Task brief - Whenever a line in the records below contains "Instant", pick it out.

[Collected data]
=== Begin Enclosure ===

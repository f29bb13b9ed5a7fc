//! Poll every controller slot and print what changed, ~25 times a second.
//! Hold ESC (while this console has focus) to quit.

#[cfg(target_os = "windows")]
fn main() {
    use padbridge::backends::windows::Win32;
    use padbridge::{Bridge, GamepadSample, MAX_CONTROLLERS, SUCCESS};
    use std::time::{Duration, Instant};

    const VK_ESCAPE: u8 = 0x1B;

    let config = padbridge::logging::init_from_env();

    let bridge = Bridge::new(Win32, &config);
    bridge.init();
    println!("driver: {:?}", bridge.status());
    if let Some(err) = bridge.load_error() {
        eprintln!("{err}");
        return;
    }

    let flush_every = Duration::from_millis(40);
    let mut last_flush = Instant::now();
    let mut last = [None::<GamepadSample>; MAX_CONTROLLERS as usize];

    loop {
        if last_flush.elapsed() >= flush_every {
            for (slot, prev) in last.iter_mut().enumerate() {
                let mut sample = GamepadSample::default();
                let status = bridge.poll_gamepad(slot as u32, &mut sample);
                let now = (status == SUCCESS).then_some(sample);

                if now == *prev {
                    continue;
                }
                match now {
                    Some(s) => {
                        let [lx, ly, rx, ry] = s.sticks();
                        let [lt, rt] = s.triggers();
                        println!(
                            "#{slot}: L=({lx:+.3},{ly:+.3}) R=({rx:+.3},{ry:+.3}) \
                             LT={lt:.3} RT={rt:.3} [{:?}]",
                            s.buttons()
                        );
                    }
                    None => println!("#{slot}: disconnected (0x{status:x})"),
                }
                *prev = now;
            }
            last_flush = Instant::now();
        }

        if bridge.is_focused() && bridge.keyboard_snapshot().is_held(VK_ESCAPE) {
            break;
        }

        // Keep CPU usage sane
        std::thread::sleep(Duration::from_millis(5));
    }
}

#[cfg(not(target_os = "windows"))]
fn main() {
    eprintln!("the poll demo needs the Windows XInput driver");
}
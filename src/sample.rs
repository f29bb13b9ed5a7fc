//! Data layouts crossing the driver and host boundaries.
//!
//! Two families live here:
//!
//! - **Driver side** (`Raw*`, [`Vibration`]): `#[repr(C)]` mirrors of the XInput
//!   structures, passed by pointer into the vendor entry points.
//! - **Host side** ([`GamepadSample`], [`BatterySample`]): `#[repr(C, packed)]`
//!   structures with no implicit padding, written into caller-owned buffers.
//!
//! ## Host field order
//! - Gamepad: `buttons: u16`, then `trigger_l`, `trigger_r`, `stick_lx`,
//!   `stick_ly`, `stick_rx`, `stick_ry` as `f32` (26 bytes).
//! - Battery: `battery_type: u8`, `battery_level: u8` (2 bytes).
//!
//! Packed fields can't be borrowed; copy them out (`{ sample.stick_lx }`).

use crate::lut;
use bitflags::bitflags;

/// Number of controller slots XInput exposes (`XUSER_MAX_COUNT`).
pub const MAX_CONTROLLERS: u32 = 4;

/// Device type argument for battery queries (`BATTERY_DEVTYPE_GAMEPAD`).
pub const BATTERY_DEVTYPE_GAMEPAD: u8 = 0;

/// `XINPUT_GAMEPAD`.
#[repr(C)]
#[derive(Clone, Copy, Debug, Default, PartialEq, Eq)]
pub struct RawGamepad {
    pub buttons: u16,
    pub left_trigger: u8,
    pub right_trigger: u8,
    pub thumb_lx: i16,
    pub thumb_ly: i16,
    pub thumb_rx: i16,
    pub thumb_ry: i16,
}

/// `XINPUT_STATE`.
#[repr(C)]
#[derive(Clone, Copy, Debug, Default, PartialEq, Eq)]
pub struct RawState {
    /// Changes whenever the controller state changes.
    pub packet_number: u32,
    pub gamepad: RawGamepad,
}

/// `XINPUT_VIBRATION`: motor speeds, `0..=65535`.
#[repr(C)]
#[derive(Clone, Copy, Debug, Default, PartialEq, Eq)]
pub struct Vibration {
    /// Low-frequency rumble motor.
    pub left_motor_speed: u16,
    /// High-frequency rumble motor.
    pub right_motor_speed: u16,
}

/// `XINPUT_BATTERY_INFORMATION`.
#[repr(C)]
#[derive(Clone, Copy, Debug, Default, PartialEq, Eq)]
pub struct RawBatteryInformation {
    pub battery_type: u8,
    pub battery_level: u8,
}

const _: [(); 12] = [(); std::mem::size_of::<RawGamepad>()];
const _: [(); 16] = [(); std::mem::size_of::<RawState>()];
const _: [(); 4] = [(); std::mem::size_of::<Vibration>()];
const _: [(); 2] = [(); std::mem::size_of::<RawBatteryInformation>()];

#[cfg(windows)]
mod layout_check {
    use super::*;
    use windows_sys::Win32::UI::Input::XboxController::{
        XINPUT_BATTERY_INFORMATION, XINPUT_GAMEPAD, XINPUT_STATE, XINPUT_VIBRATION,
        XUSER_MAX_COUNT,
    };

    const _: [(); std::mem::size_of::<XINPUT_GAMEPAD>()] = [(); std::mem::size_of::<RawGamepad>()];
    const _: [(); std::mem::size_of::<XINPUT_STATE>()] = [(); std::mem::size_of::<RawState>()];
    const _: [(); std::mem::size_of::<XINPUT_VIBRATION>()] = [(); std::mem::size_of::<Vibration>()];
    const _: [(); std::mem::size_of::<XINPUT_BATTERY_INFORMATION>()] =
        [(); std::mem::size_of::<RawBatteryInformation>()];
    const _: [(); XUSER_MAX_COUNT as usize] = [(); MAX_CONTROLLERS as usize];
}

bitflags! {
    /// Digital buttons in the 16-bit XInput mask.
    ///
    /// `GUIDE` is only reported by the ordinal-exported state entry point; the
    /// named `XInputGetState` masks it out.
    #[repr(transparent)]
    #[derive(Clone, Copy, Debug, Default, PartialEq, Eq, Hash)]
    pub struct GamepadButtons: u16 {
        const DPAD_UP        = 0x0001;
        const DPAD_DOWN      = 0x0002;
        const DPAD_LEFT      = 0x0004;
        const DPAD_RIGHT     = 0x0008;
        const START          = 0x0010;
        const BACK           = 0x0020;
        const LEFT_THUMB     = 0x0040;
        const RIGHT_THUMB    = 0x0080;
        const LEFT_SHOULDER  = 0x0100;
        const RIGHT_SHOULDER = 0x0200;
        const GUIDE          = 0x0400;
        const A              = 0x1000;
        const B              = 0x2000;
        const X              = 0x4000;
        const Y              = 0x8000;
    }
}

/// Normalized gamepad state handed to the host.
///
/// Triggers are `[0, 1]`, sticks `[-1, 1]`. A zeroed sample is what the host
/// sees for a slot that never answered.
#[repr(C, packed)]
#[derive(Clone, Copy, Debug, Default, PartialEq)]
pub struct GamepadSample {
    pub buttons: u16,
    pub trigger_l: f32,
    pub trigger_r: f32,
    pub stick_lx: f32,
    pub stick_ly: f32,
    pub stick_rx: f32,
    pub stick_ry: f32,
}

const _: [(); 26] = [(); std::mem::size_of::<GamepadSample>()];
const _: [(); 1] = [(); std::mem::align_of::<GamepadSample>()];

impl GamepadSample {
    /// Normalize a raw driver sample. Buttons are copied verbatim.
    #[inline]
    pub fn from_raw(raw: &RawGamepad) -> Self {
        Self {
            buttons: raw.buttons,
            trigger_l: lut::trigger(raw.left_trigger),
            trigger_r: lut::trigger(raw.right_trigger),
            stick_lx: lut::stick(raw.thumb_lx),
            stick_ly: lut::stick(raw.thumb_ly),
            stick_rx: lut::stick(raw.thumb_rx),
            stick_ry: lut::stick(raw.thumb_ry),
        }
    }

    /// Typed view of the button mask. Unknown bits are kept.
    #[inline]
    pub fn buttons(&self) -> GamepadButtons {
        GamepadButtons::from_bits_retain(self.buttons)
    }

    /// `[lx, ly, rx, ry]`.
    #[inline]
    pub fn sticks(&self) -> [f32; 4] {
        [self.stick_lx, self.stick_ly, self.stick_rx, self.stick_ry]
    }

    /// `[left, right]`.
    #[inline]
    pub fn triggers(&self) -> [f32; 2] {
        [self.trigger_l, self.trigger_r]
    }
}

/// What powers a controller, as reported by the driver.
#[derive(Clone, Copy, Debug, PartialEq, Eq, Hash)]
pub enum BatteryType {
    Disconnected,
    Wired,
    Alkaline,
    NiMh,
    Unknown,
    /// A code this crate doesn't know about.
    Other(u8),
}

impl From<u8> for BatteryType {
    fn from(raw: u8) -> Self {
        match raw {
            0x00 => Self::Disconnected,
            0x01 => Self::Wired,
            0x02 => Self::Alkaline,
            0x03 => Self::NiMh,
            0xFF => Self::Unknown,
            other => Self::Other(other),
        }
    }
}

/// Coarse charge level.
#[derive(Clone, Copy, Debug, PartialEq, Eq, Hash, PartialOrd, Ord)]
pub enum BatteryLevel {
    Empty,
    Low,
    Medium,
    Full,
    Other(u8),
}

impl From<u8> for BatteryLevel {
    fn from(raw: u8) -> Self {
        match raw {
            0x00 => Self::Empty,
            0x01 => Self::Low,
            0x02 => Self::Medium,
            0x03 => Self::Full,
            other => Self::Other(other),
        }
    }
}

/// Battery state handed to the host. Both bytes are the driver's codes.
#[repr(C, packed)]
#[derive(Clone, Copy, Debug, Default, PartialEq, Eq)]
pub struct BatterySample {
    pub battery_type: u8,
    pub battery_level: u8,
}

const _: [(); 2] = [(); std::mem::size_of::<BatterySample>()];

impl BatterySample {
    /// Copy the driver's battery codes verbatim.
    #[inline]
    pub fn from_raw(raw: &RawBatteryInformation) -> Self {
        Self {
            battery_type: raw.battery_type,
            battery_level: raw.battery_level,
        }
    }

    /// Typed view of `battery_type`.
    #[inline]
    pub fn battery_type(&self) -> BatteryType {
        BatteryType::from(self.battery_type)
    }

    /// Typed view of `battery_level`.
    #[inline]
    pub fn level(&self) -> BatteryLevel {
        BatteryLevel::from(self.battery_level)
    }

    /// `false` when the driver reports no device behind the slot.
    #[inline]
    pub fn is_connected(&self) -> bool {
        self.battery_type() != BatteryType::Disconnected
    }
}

=== End Enclosure ===
=== Begin Enclosure ===

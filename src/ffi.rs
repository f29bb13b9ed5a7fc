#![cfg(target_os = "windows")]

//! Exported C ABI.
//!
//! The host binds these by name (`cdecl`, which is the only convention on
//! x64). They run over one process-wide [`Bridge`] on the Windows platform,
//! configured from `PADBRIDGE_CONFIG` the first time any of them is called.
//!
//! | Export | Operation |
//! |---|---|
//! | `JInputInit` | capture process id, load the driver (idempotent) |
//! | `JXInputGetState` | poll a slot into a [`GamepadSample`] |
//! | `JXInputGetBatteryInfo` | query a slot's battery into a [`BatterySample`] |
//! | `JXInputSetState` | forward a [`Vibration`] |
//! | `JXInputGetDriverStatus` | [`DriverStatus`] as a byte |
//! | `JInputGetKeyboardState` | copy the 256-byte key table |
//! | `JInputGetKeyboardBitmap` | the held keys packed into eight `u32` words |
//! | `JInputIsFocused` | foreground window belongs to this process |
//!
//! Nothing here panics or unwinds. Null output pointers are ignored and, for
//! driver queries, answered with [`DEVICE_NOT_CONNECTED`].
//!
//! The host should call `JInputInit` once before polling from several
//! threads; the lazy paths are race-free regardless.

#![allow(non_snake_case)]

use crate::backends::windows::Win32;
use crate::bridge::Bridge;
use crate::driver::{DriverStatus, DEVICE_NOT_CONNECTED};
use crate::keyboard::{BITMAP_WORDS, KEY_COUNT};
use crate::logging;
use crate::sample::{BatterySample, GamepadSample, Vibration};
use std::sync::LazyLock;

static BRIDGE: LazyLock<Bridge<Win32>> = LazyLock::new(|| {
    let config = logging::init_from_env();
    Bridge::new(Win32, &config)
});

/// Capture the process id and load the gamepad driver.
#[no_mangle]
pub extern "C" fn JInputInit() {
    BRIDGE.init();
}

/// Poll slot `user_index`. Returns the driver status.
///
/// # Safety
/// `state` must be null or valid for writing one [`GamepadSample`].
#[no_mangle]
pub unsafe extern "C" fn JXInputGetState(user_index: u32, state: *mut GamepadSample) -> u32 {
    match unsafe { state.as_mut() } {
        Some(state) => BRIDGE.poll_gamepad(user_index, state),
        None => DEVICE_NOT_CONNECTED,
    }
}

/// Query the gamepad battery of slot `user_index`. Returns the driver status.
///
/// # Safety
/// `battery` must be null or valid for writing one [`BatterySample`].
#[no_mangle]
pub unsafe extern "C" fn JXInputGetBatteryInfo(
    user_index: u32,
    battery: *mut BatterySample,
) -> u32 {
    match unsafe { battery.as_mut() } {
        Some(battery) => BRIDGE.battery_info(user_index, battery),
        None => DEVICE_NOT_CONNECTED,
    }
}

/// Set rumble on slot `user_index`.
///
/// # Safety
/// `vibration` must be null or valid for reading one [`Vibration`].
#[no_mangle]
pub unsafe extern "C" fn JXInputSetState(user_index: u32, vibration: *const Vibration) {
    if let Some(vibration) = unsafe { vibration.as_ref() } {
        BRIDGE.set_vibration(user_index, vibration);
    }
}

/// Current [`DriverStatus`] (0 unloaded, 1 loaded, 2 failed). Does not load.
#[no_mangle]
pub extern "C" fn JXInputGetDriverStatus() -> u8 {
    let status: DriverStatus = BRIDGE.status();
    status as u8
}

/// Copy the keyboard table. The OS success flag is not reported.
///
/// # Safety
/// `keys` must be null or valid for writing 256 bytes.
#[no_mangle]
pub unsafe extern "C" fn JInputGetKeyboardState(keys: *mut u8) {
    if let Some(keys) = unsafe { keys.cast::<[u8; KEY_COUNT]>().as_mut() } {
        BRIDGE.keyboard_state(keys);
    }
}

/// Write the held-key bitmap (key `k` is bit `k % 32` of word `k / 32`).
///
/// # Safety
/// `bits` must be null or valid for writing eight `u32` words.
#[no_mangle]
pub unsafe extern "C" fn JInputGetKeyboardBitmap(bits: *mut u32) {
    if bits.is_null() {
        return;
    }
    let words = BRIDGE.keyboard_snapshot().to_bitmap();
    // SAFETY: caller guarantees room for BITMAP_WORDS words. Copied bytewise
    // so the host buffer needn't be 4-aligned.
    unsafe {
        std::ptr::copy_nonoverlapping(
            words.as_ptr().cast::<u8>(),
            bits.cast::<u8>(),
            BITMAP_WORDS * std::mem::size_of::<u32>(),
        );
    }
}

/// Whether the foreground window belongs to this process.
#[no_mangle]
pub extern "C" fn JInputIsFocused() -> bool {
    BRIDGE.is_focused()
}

=== End Enclosure ===

Response to the exercise -
    use std::time::{Duration, Instant};
    let mut last_flush = Instant::now();
            last_flush = Instant::now();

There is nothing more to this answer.